A new study suggests that migraines are related to brain abnormalities present at birth and others that develop over time. The research is published online in the journal Radiology.
Migraines are intense, throbbing headaches, sometimes accompanied by nausea, vomiting and sensitivity to light. Some patients experience auras, a change in visual or sensory function that precedes or occurs during the migraine. More than 300 million people suffer from migraines worldwide, according to the World Health Organization.
Previous research on migraine patients has shown atrophy of cortical regions in the brain related to pain processing, possibly due to chronic stimulation of those areas. Cortical refers to the cortex, or outer layer of the brain.
Much of that research has relied on voxel-based morphometry, which provides estimates of the brain's cortical volume. In the new study, Italian researchers used a different approach: a surface-based MRI method to measure cortical thickness.

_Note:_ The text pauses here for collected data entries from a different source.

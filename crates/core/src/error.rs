use thiserror::Error;

#[derive(Debug, Error)]
pub enum RegistryError {
    #[error("intent '{name}' is already registered")]
    DuplicateIntent { name: String },

    #[error("failed reading intent dataset {path}: {source}")]
    Io {
        path: String,
        #[source]
        source: std::io::Error,
    },

    #[error("invalid intent dataset line {line}: {source}")]
    Parse {
        line: usize,
        #[source]
        source: serde_json::Error,
    },

    #[error("intent dataset {path} produced zero intents")]
    Empty { path: String },
}

#[derive(Debug, Error)]
pub enum ClassifierError {
    #[error("classifier backend '{backend}' unavailable: {reason}")]
    Unavailable { backend: String, reason: String },
}

#[derive(Debug, Error)]
pub enum AnonymizeError {
    #[error("entity detector '{detector}' unavailable: {reason}")]
    DetectionUnavailable { detector: String, reason: String },

    #[error("detector '{detector}' returned span {start}..{end} outside the text or off a char boundary")]
    InvalidSpan {
        detector: String,
        start: usize,
        end: usize,
    },
}
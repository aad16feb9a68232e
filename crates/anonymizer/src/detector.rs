use once_cell::sync::Lazy;
use prism_core::{EntityKind, EntitySpan, Language};
use prism_similarity::BackendError;
use regex::Regex;

pub trait EntityDetector: Send + Sync {
    fn name(&self) -> &'static str;

    /// Spans of the requested kinds, as byte offsets into `text`. Spans may overlap.
    async fn detect_entities(
        &self,
        text: &str,
        language: Language,
        kinds: &[EntityKind],
    ) -> Result<Vec<EntitySpan>, BackendError>;
}

const GAZETTEER_SCORE: f32 = 0.85;
const DATE_SCORE: f32 = 0.6;
const EMAIL_SCORE: f32 = 1.0;
const PHONE_SCORE: f32 = 0.75;

const DEFAULT_PERSONS: &[&str] = &[
    "Maria", "João", "Paulo", "Ana", "Carlos", "José", "Pedro", "Lucas", "Mariana", "Fernanda",
    "Rafael", "Juliana", "John", "Mary", "James", "Emma", "Olivia", "Michael", "Sarah", "David",
];
const DEFAULT_LOCATIONS: &[&str] = &[
    "São Paulo",
    "Rio de Janeiro",
    "Belo Horizonte",
    "Porto Alegre",
    "Brasília",
    "Curitiba",
    "Recife",
    "Lisboa",
    "Lisbon",
    "Paris",
    "London",
    "New York",
    "Boston",
    "Berlin",
    "Madrid",
];

static ISO_DATE: Lazy<Regex> =
    Lazy::new(|| Regex::new(r"\b\d{4}-\d{2}-\d{2}\b").expect("valid iso date regex"));
static SLASH_DATE: Lazy<Regex> =
    Lazy::new(|| Regex::new(r"\b\d{1,2}/\d{1,2}/\d{2,4}\b").expect("valid slash date regex"));
static EN_DATE: Lazy<Regex> = Lazy::new(|| {
    Regex::new(
        r"(?i)\b(?:(?:january|february|march|april|may|june|july|august|september|october|november|december)\s+\d{1,2}(?:st|nd|rd|th)?,?\s+\d{4}|\d{1,2}\s+(?:january|february|march|april|may|june|july|august|september|october|november|december)\s+\d{4})\b",
    )
    .expect("valid english date regex")
});
static PT_DATE: Lazy<Regex> = Lazy::new(|| {
    Regex::new(
        r"(?i)\b\d{1,2}\s+de\s+(?:janeiro|fevereiro|março|abril|maio|junho|julho|agosto|setembro|outubro|novembro|dezembro)(?:\s+de\s+\d{4})?\b",
    )
    .expect("valid portuguese date regex")
});
static ES_DATE: Lazy<Regex> = Lazy::new(|| {
    Regex::new(
        r"(?i)\b\d{1,2}\s+de\s+(?:enero|febrero|marzo|abril|mayo|junio|julio|agosto|septiembre|octubre|noviembre|diciembre)(?:\s+de\s+\d{4})?\b",
    )
    .expect("valid spanish date regex")
});
static FR_DATE: Lazy<Regex> = Lazy::new(|| {
    Regex::new(
        r"(?i)\b\d{1,2}\s+(?:janvier|février|mars|avril|mai|juin|juillet|août|septembre|octobre|novembre|décembre)\s+\d{4}\b",
    )
    .expect("valid french date regex")
});
static EMAIL: Lazy<Regex> = Lazy::new(|| {
    Regex::new(r"\b[A-Za-z0-9._%+-]+@[A-Za-z0-9.-]+\.[A-Za-z]{2,}\b").expect("valid email regex")
});
static PHONE: Lazy<Regex> = Lazy::new(|| {
    Regex::new(r"(?:\+\d{1,3}[\s.-]?)?(?:\(\d{2,3}\)|\b\d{2,3})[\s.-]?\d{4,5}[\s.-]?\d{4}\b")
        .expect("valid phone regex")
});

/// Gazetteer and pattern based detection.
///
/// Names and places come from word lists; dates, e-mails and phone numbers from
/// patterns. A hit lying inside a longer hit of another kind is dropped, so the
/// "Paulo" of "São Paulo" is no PERSON. Remaining neighbouring name or place hits
/// separated only by whitespace are merged, so "João Paulo" is one PERSON.
#[derive(Debug, Clone)]
pub struct RuleBasedDetector {
    persons: Option<Regex>,
    locations: Option<Regex>,
}

impl RuleBasedDetector {
    pub fn new<P, L>(persons: P, locations: L) -> Result<Self, regex::Error>
    where
        P: IntoIterator,
        P::Item: AsRef<str>,
        L: IntoIterator,
        L::Item: AsRef<str>,
    {
        Ok(Self {
            persons: gazetteer(persons)?,
            locations: gazetteer(locations)?,
        })
    }

    pub fn with_default_gazetteers() -> Result<Self, regex::Error> {
        Self::new(DEFAULT_PERSONS, DEFAULT_LOCATIONS)
    }

    fn detect_kind(&self, text: &str, language: Language, kind: EntityKind) -> Vec<EntitySpan> {
        match kind {
            EntityKind::Person => self
                .persons
                .as_ref()
                .map(|regex| find_all(regex, text, kind, GAZETTEER_SCORE))
                .unwrap_or_default(),
            EntityKind::Location => self
                .locations
                .as_ref()
                .map(|regex| find_all(regex, text, kind, GAZETTEER_SCORE))
                .unwrap_or_default(),
            EntityKind::DateTime => {
                let mut spans = find_all(&ISO_DATE, text, kind, DATE_SCORE);
                spans.extend(find_all(&SLASH_DATE, text, kind, DATE_SCORE));
                let named = match language {
                    Language::Pt => Some(&*PT_DATE),
                    Language::Es => Some(&*ES_DATE),
                    Language::Fr => Some(&*FR_DATE),
                    Language::En | Language::Unknown => Some(&*EN_DATE),
                    Language::Ru | Language::Ar | Language::He => None,
                };
                if let Some(regex) = named {
                    spans.extend(find_all(regex, text, kind, DATE_SCORE));
                }
                spans
            }
            EntityKind::EmailAddress => find_all(&EMAIL, text, kind, EMAIL_SCORE),
            EntityKind::PhoneNumber => find_all(&PHONE, text, kind, PHONE_SCORE),
        }
    }
}

impl EntityDetector for RuleBasedDetector {
    fn name(&self) -> &'static str {
        "rule-based"
    }

    async fn detect_entities(
        &self,
        text: &str,
        language: Language,
        kinds: &[EntityKind],
    ) -> Result<Vec<EntitySpan>, BackendError> {
        // gazetteer kinds are always scanned so their hits can shadow each other
        let mut scanned = kinds.to_vec();
        for kind in [EntityKind::Person, EntityKind::Location] {
            if !scanned.contains(&kind) {
                scanned.push(kind);
            }
        }
        let hits = drop_nested(
            scanned
                .iter()
                .flat_map(|kind| self.detect_kind(text, language, *kind))
                .collect(),
        );

        let mut spans = Vec::with_capacity(hits.len());
        for kind in kinds {
            let same_kind = hits
                .iter()
                .filter(|hit| hit.kind == *kind)
                .cloned()
                .collect::<Vec<_>>();
            match kind {
                EntityKind::Person | EntityKind::Location => {
                    spans.extend(merge_adjacent(text, same_kind))
                }
                _ => spans.extend(same_kind),
            }
        }
        Ok(spans)
    }
}

/// Drops hits enclosed by a longer hit of a different kind.
fn drop_nested(hits: Vec<EntitySpan>) -> Vec<EntitySpan> {
    hits.iter()
        .filter(|hit| {
            !hits.iter().any(|other| {
                other.kind != hit.kind
                    && other.len() > hit.len()
                    && other.start <= hit.start
                    && hit.end <= other.end
            })
        })
        .cloned()
        .collect()
}

fn gazetteer<I>(words: I) -> Result<Option<Regex>, regex::Error>
where
    I: IntoIterator,
    I::Item: AsRef<str>,
{
    let mut words = words
        .into_iter()
        .map(|word| word.as_ref().trim().to_string())
        .filter(|word| !word.is_empty())
        .collect::<Vec<_>>();
    if words.is_empty() {
        return Ok(None);
    }

    // longest alternatives first so "São Paulo" beats "São"
    words.sort_by(|a, b| b.chars().count().cmp(&a.chars().count()));
    words.dedup();
    let alternation = words
        .iter()
        .map(|word| regex::escape(word))
        .collect::<Vec<_>>()
        .join("|");
    Regex::new(&format!(r"\b(?:{alternation})\b")).map(Some)
}

fn find_all(regex: &Regex, text: &str, kind: EntityKind, score: f32) -> Vec<EntitySpan> {
    regex
        .find_iter(text)
        .map(|found| EntitySpan::new(kind, found.start(), found.end(), score))
        .collect()
}

fn merge_adjacent(text: &str, spans: Vec<EntitySpan>) -> Vec<EntitySpan> {
    let mut merged: Vec<EntitySpan> = Vec::with_capacity(spans.len());
    for span in spans {
        if let Some(last) = merged.last_mut() {
            let gap = &text[last.end..span.start.max(last.end)];
            if span.start > last.end && gap.chars().all(|ch| ch == ' ' || ch == '\t') {
                last.end = span.end;
                continue;
            }
        }
        merged.push(span);
    }
    merged
}

/// A labelled span as returned by an external NER model.
#[derive(Debug, Clone, PartialEq)]
pub struct NerSpan {
    pub label: String,
    pub start: usize,
    pub end: usize,
    pub score: f32,
}

pub trait NerBackend: Send + Sync {
    fn name(&self) -> &'static str;

    async fn recognize(&self, text: &str, language: Language) -> Result<Vec<NerSpan>, BackendError>;
}

/// Maps model-specific NER labels onto entity kinds.
#[derive(Debug, Clone)]
pub struct LabelGroups {
    groups: Vec<(EntityKind, Vec<String>)>,
}

impl Default for LabelGroups {
    fn default() -> Self {
        Self::new()
            .group(EntityKind::Person, ["personName", "PER", "PERSON"])
            .group(EntityKind::Location, ["placeName", "geogName", "LOC", "GPE", "LOCATION"])
            .group(EntityKind::DateTime, ["date", "time", "DATE", "TIME"])
    }
}

impl LabelGroups {
    pub fn new() -> Self {
        Self { groups: Vec::new() }
    }

    pub fn group<I, S>(mut self, kind: EntityKind, labels: I) -> Self
    where
        I: IntoIterator<Item = S>,
        S: Into<String>,
    {
        let labels = labels.into_iter().map(Into::into);
        match self.groups.iter_mut().find(|(existing, _)| *existing == kind) {
            Some((_, existing)) => existing.extend(labels),
            None => self.groups.push((kind, labels.collect())),
        }
        self
    }

    pub fn kind_for(&self, label: &str) -> Option<EntityKind> {
        self.groups
            .iter()
            .find(|(_, labels)| labels.iter().any(|candidate| candidate == label))
            .map(|(kind, _)| *kind)
    }
}

/// Adapts an external NER model into an [`EntityDetector`].
pub struct NerDetector<B> {
    backend: B,
    labels: LabelGroups,
}

impl<B: NerBackend> NerDetector<B> {
    pub fn new(backend: B) -> Self {
        Self {
            backend,
            labels: LabelGroups::default(),
        }
    }

    pub fn with_labels(mut self, labels: LabelGroups) -> Self {
        self.labels = labels;
        self
    }
}

impl<B: NerBackend> EntityDetector for NerDetector<B> {
    fn name(&self) -> &'static str {
        self.backend.name()
    }

    async fn detect_entities(
        &self,
        text: &str,
        language: Language,
        kinds: &[EntityKind],
    ) -> Result<Vec<EntitySpan>, BackendError> {
        let spans = self.backend.recognize(text, language).await?;
        Ok(spans
            .into_iter()
            .filter_map(|span| {
                let kind = self.labels.kind_for(&span.label)?;
                kinds
                    .contains(&kind)
                    .then(|| EntitySpan::new(kind, span.start, span.end, span.score))
            })
            .collect())
    }
}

"For the first time, we assessed cortical thickness and surface area abnormalities in patients with migraine, which are two components of cortical volume that provide different and complementary pieces of information," said Massimo Filippi, M.D., director of the Neuroimaging Research Unit at the University Ospedale San Raffaele and professor of neurology at the University Vita-Salute's San Raffaele Scientific Institute in Milan. "Indeed, cortical surface area increases dramatically during late fetal development as a consequence of cortical folding, while cortical thickness changes dynamically throughout the entire life span as a consequence of development and disease."
Dr. Filippi and colleagues used magnetic resonance imaging (MRI) to acquire T2-weighted and 3-D T1-weighted brain images from 63 migraine patients and 18 healthy controls. Using special software and statistical analysis, they estimated cortical thickness and surface area and correlated it with the patients' clinical and radiologic characteristics.

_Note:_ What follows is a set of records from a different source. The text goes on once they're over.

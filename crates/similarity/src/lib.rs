mod tokenize;

use std::collections::{HashMap, HashSet};
use std::sync::Arc;

use parking_lot::RwLock;
use thiserror::Error;

pub use tokenize::tokenize;

/// Failure of an external scoring or embedding service.
#[derive(Debug, Clone, Error)]
#[error("{backend}: {reason}")]
pub struct BackendError {
    pub backend: String,
    pub reason: String,
}

impl BackendError {
    pub fn new(backend: impl Into<String>, reason: impl Into<String>) -> Self {
        Self {
            backend: backend.into(),
            reason: reason.into(),
        }
    }
}

pub trait EmbeddingModel: Send + Sync {
    fn model_name(&self) -> &'static str;
    fn embed(&self, text: &str) -> Result<Vec<f32>, BackendError>;
}

/// Scores how close two texts are, in `[0, 1]`.
pub trait SimilarityBackend: Send + Sync {
    fn name(&self) -> &'static str;

    /// Threshold under which a best match is not trusted.
    fn default_threshold(&self) -> f32;

    async fn similarity(&self, text_a: &str, text_b: &str) -> Result<f32, BackendError>;

    /// Scores `query` against every candidate, in candidate order.
    async fn similarities(
        &self,
        query: &str,
        candidates: &[String],
    ) -> Result<Vec<f32>, BackendError> {
        let mut scores = Vec::with_capacity(candidates.len());
        for candidate in candidates {
            scores.push(self.similarity(query, candidate).await?);
        }
        Ok(scores)
    }
}

/// Dice coefficient over token sets. Deterministic and dependency free.
#[derive(Debug, Clone, Default)]
pub struct LexicalSimilarity;

impl LexicalSimilarity {
    pub fn new() -> Self {
        Self
    }
}

impl SimilarityBackend for LexicalSimilarity {
    fn name(&self) -> &'static str {
        "lexical-dice"
    }

    fn default_threshold(&self) -> f32 {
        0.3
    }

    async fn similarity(&self, text_a: &str, text_b: &str) -> Result<f32, BackendError> {
        let a = tokenize(text_a).into_iter().collect::<HashSet<_>>();
        let b = tokenize(text_b).into_iter().collect::<HashSet<_>>();
        Ok(dice_coefficient(&a, &b))
    }
}

/// Cosine similarity between embeddings, clamped to `[0, 1]`.
///
/// Candidate embeddings are cached, since the same reference phrases are scored on
/// every request.
#[derive(Clone)]
pub struct EmbeddingSimilarity {
    model: Arc<dyn EmbeddingModel>,
    threshold: f32,
    cache: Arc<RwLock<HashMap<String, Arc<Vec<f32>>>>>,
}

impl EmbeddingSimilarity {
    pub fn new(model: Arc<dyn EmbeddingModel>, threshold: f32) -> Self {
        Self {
            model,
            threshold,
            cache: Arc::new(RwLock::new(HashMap::new())),
        }
    }

    pub fn model_name(&self) -> &'static str {
        self.model.model_name()
    }

    fn cached_embedding(&self, text: &str) -> Result<Arc<Vec<f32>>, BackendError> {
        if let Some(hit) = self.cache.read().get(text) {
            return Ok(hit.clone());
        }

        let embedding = Arc::new(self.model.embed(text)?);
        self.cache
            .write()
            .insert(text.to_string(), embedding.clone());
        Ok(embedding)
    }
}

impl SimilarityBackend for EmbeddingSimilarity {
    fn name(&self) -> &'static str {
        "embedding-cosine"
    }

    fn default_threshold(&self) -> f32 {
        self.threshold
    }

    async fn similarity(&self, text_a: &str, text_b: &str) -> Result<f32, BackendError> {
        let a = self.model.embed(text_a)?;
        let b = self.model.embed(text_b)?;
        Ok(cosine_similarity(&a, &b).clamp(0.0, 1.0))
    }

    async fn similarities(
        &self,
        query: &str,
        candidates: &[String],
    ) -> Result<Vec<f32>, BackendError> {
        let query = self.model.embed(query)?;
        let mut scores = Vec::with_capacity(candidates.len());
        for candidate in candidates {
            let embedding = self.cached_embedding(candidate)?;
            scores.push(cosine_similarity(&query, &embedding).clamp(0.0, 1.0));
        }
        Ok(scores)
    }
}

pub fn dice_coefficient(a: &HashSet<String>, b: &HashSet<String>) -> f32 {
    if a.is_empty() || b.is_empty() {
        return 0.0;
    }

    let overlap = a.intersection(b).count() as f32;
    (2.0 * overlap) / (a.len() + b.len()) as f32
}

pub fn cosine_similarity(a: &[f32], b: &[f32]) -> f32 {
    if a.is_empty() || b.is_empty() || a.len() != b.len() {
        return 0.0;
    }

    let mut dot = 0.0;
    let mut a_norm = 0.0;
    let mut b_norm = 0.0;

    for (lhs, rhs) in a.iter().zip(b.iter()) {
        dot += lhs * rhs;
        a_norm += lhs * lhs;
        b_norm += rhs * rhs;
    }

    if a_norm == 0.0 || b_norm == 0.0 {
        0.0
    } else {
        dot / (a_norm.sqrt() * b_norm.sqrt())
    }
}
//! Background Tasks Module
//!
//! Tasks the store detaches from the call that started them.
//!
//! # Tasks
//! - Write-back: persists a value produced on a cache miss

mod write_back;

pub use write_back::{spawn_write_back, WriteBackTracker};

Compared to controls, migraine patients showed reduced cortical thickness and surface area in regions related to pain processing. There was only minimal anatomical overlap of cortical thickness and cortical surface area abnormalities, with cortical surface area abnormalities being more pronounced and distributed than cortical thickness abnormalities. The presence of aura and white matter hyperintensities-areas of high intensity on MRI that appear to be more common in people with migraine-was related to the regional distribution of cortical thickness and surface area abnormalities, but not to disease duration and attack frequency.
"The most important finding of our study was that cortical abnormalities that occur in patients with migraine are a result of the balance between an intrinsic predisposition, as suggested by cortical surface area modification, and disease-related processes, as indicated by cortical thickness abnormalities," Dr. Filippi said. "Accurate measurements of cortical abnormalities could help characterize migraine patients better and improve understanding of the pathophysiological processes underlying the condition."
Additional research is needed to fully understand the meaning of cortical abnormalities in the pain processing areas of migraine patients, according to Dr. Filippi.
"Whether the abnormalities are a consequence of the repetition of migraine attacks or represent an anatomical signature that predisposes to the development of the disease is still debated," he said. "In my opinion, they might contribute to make migraine patients more susceptible to pain and to an abnormal processing of painful conditions and stimuli."
The researchers are conducting a longitudinal study of the patient group to see if their cortical abnormalities are stable or tend to worsen over the course of the disease. They are also studying the effects of treatments on the observed modifications of cortical folding and looking at pediatric patients with migraine to assess whether the abnormalities represent a biomarker of the disease.